> **Given records**:
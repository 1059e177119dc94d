use ethers::types::H256;
use ethers::utils::keccak256;
use rust_decimal::Decimal;
use serde::{Deserialize, Serialize};
use std::fmt;

use crate::types::conversions::h256_to_string;

/// On-chain asset identifier (32-byte hash).
pub type AssetId = H256;
/// On-chain account identifier (32-byte public key or derived address).
pub type AccountId = H256;
/// Name of the chain a connection or record belongs to.
pub type ChainId = String;

/// Composite key of one account's position in one pool.
///
/// Stable across refreshes. Used for diffing and for the favorites/order overlay.
#[derive(Debug, Clone, Copy, PartialEq, Eq, Hash, Serialize, Deserialize)]
pub struct PoolIdentity {
    pub base_asset_id: AssetId,
    pub target_asset_id: AssetId,
    pub account_id: AccountId,
}

impl PoolIdentity {
    pub fn new(base_asset_id: AssetId, target_asset_id: AssetId, account_id: AccountId) -> Self {
        Self {
            base_asset_id,
            target_asset_id,
            account_id,
        }
    }

    /// Deterministic pool id: keccak256(base ++ target ++ account).
    pub fn pool_id(&self) -> PoolId {
        let mut preimage = Vec::with_capacity(96);
        preimage.extend_from_slice(self.base_asset_id.as_bytes());
        preimage.extend_from_slice(self.target_asset_id.as_bytes());
        preimage.extend_from_slice(self.account_id.as_bytes());
        PoolId(H256::from(keccak256(preimage)))
    }
}

/// Hash of a [`PoolIdentity`]; the primary key of persisted pool rows.
#[derive(Debug, Clone, Copy, PartialEq, Eq, Hash, PartialOrd, Ord, Serialize, Deserialize)]
pub struct PoolId(pub H256);

impl fmt::Display for PoolId {
    fn fmt(&self, f: &mut fmt::Formatter<'_>) -> fmt::Result {
        f.write_str(&h256_to_string(&self.0))
    }
}

/// Raw reserve magnitudes of a pool prior to decimal conversion.
#[derive(Debug, Clone, Copy, Default, PartialEq, Eq)]
pub struct ReserveSnapshot {
    /// Base asset reserves.
    pub reserves: u128,
    /// Target asset reserves (named `fees` on chain).
    pub fees: u128,
}

/// Pool existence and topology, independent of any account.
#[derive(Debug, Clone, PartialEq)]
pub struct LiquidityPair {
    pub pair_id: String,
    pub chain_id: ChainId,
    pub base_asset_id: AssetId,
    pub target_asset_id: AssetId,
    /// Reserve account of the pool. `None` until resolved.
    pub reserves_id: Option<AccountId>,
    pub reserves: Option<Decimal>,
    pub fees: Option<Decimal>,
}

impl LiquidityPair {
    pub fn pair_id_for(base: &AssetId, target: &AssetId) -> String {
        format!("{}-{}", h256_to_string(base), h256_to_string(target))
    }
}

/// One account's position in one pool, derived fresh on every aggregation pass.
#[derive(Debug, Clone, PartialEq)]
pub struct AccountPool {
    pub pool_id: PoolId,
    pub account_id: AccountId,
    pub chain_id: ChainId,
    pub base_asset_id: AssetId,
    pub target_asset_id: AssetId,
    pub base_asset_pooled: Decimal,
    pub target_asset_pooled: Decimal,
    /// Percentage of the pool owned by the account, in `[0, 100]`.
    pub account_pool_share: Decimal,
    pub reserves_id: AccountId,
}

impl AccountPool {
    pub fn identity(&self) -> PoolIdentity {
        PoolIdentity::new(self.base_asset_id, self.target_asset_id, self.account_id)
    }
}

/// Persisted pool projection: an [`AccountPool`] joined with pair reserves,
/// plus the local overlay (favorite flag, order position, farms).
#[derive(Debug, Clone, PartialEq, Serialize, Deserialize)]
pub struct PoolInfo {
    pub pool_id: PoolId,
    pub chain_id: ChainId,
    pub account_id: AccountId,
    pub base_asset_id: AssetId,
    pub target_asset_id: AssetId,
    pub reserves_id: Option<AccountId>,
    pub base_asset_pooled: Decimal,
    pub target_asset_pooled: Decimal,
    pub account_pool_share: Decimal,
    pub base_asset_reserves: Option<Decimal>,
    pub target_asset_reserves: Option<Decimal>,
    pub is_favorite: bool,
    /// Position in the persisted explicit order list, if present there.
    pub order_index: Option<u32>,
    #[serde(default)]
    pub farms: Vec<String>,
}

impl PoolInfo {
    /// Builds a fresh row from remote data. Overlay fields get their defaults.
    pub fn from_remote(pool: &AccountPool, pair: Option<&LiquidityPair>) -> Self {
        Self {
            pool_id: pool.pool_id,
            chain_id: pool.chain_id.clone(),
            account_id: pool.account_id,
            base_asset_id: pool.base_asset_id,
            target_asset_id: pool.target_asset_id,
            reserves_id: Some(pool.reserves_id),
            base_asset_pooled: pool.base_asset_pooled,
            target_asset_pooled: pool.target_asset_pooled,
            account_pool_share: pool.account_pool_share,
            base_asset_reserves: pair.and_then(|p| p.reserves),
            target_asset_reserves: pair.and_then(|p| p.fees),
            is_favorite: true,
            order_index: None,
            farms: Vec::new(),
        }
    }

    pub fn identity(&self) -> PoolIdentity {
        PoolIdentity::new(self.base_asset_id, self.target_asset_id, self.account_id)
    }
}

/// Memoized yield of a pool's reserves. `None` means queried but not available.
#[derive(Debug, Clone, PartialEq)]
pub struct ApyEntry {
    pub reserves_id: AccountId,
    pub value: Option<Decimal>,
}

> **What the exercise asks**:
Retype the listing exactly.

> **Finished task**:
repository 1059e177119dc94d
use ethers::types::H256;
use ethers::utils::keccak256;
use rust_decimal::Decimal;
use serde::{Deserialize, Serialize};
use std::fmt;

use crate::types::conversions::h256_to_string;

/// On-chain asset identifier (32-byte hash).
pub type AssetId = H256;
/// On-chain account identifier (32-byte public key or derived address).
pub type AccountId = H256;
/// Name of the chain a connection or record belongs to.
pub type ChainId = String;

/// Composite key of one account's position in one pool.
///
/// Stable across refreshes. Used for diffing and for the favorites/order overlay.
#[derive(Debug, Clone, Copy, PartialEq, Eq, Hash, Serialize, Deserialize)]
pub struct PoolIdentity {
    pub base_asset_id: AssetId,
    pub target_asset_id: AssetId,
    pub account_id: AccountId,
}

impl PoolIdentity {
    pub fn new(base_asset_id: AssetId, target_asset_id: AssetId, account_id: AccountId) -> Self {
        Self {
            base_asset_id,
            target_asset_id,
            account_id,
        }
    }

    /// Deterministic pool id: keccak256(base ++ target ++ account).
    pub fn pool_id(&self) -> PoolId {
        let mut preimage = Vec::with_capacity(96);
        preimage.extend_from_slice(self.base_asset_id.as_bytes());
        preimage.extend_from_slice(self.target_asset_id.as_bytes());
        preimage.extend_from_slice(self.account_id.as_bytes());
        PoolId(H256::from(keccak256(preimage)))
    }
}

/// Hash of a [`PoolIdentity`]; the primary key of persisted pool rows.
#[derive(Debug, Clone, Copy, PartialEq, Eq, Hash, PartialOrd, Ord, Serialize, Deserialize)]
pub struct PoolId(pub H256);

impl fmt::Display for PoolId {
    fn fmt(&self, f: &mut fmt::Formatter<'_>) -> fmt::Result {
        f.write_str(&h256_to_string(&self.0))
    }
}

/// Raw reserve magnitudes of a pool prior to decimal conversion.
#[derive(Debug, Clone, Copy, Default, PartialEq, Eq)]
pub struct ReserveSnapshot {
    /// Base asset reserves.
    pub reserves: u128,
    /// Target asset reserves (named `fees` on chain).
    pub fees: u128,
}

/// Pool existence and topology, independent of any account.
#[derive(Debug, Clone, PartialEq)]
pub struct LiquidityPair {
    pub pair_id: String,
    pub chain_id: ChainId,
    pub base_asset_id: AssetId,
    pub target_asset_id: AssetId,
    /// Reserve account of the pool. `None` until resolved.
    pub reserves_id: Option<AccountId>,
    pub reserves: Option<Decimal>,
    pub fees: Option<Decimal>,
}

impl LiquidityPair {
    pub fn pair_id_for(base: &AssetId, target: &AssetId) -> String {
        format!("{}-{}", h256_to_string(base), h256_to_string(target))
    }
}

/// One account's position in one pool, derived fresh on every aggregation pass.
#[derive(Debug, Clone, PartialEq)]
pub struct AccountPool {
    pub pool_id: PoolId,
    pub account_id: AccountId,
    pub chain_id: ChainId,
    pub base_asset_id: AssetId,
    pub target_asset_id: AssetId,
    pub base_asset_pooled: Decimal,
    pub target_asset_pooled: Decimal,
    /// Percentage of the pool owned by the account, in `[0, 100]`.
    pub account_pool_share: Decimal,
    pub reserves_id: AccountId,
}

impl AccountPool {
    pub fn identity(&self) -> PoolIdentity {
        PoolIdentity::new(self.base_asset_id, self.target_asset_id, self.account_id)
    }
}

/// Persisted pool projection: an [`AccountPool`] joined with pair reserves,
/// plus the local overlay (favorite flag, order position, farms).
#[derive(Debug, Clone, PartialEq, Serialize, Deserialize)]
pub struct PoolInfo {
    pub pool_id: PoolId,
    pub chain_id: ChainId,
    pub account_id: AccountId,
    pub base_asset_id: AssetId,
    pub target_asset_id: AssetId,
    pub reserves_id: Option<AccountId>,
    pub base_asset_pooled: Decimal,
    pub target_asset_pooled: Decimal,
    pub account_pool_share: Decimal,
    pub base_asset_reserves: Option<Decimal>,
    pub target_asset_reserves: Option<Decimal>,
    pub is_favorite: bool,
    /// Position in the persisted explicit order list, if present there.
    pub order_index: Option<u32>,
    #[serde(default)]
    pub farms: Vec<String>,
}

impl PoolInfo {
    /// Builds a fresh row from remote data. Overlay fields get their defaults.
    pub fn from_remote(pool: &AccountPool, pair: Option<&LiquidityPair>) -> Self {
        Self {
            pool_id: pool.pool_id,
            chain_id: pool.chain_id.clone(),
            account_id: pool.account_id,
            base_asset_id: pool.base_asset_id,
            target_asset_id: pool.target_asset_id,
            reserves_id: Some(pool.reserves_id),
            base_asset_pooled: pool.base_asset_pooled,
            target_asset_pooled: pool.target_asset_pooled,
            account_pool_share: pool.account_pool_share,
            base_asset_reserves: pair.and_then(|p| p.reserves),
            target_asset_reserves: pair.and_then(|p| p.fees),
            is_favorite: true,
            order_index: None,
            farms: Vec::new(),
        }
    }

    pub fn identity(&self) -> PoolIdentity {
        PoolIdentity::new(self.base_asset_id, self.target_asset_id, self.account_id)
    }
}

/// Memoized yield of a pool's reserves. `None` means queried but not available.
#[derive(Debug, Clone, PartialEq)]
pub struct ApyEntry {
    pub reserves_id: AccountId,
    pub value: Option<Decimal>,
}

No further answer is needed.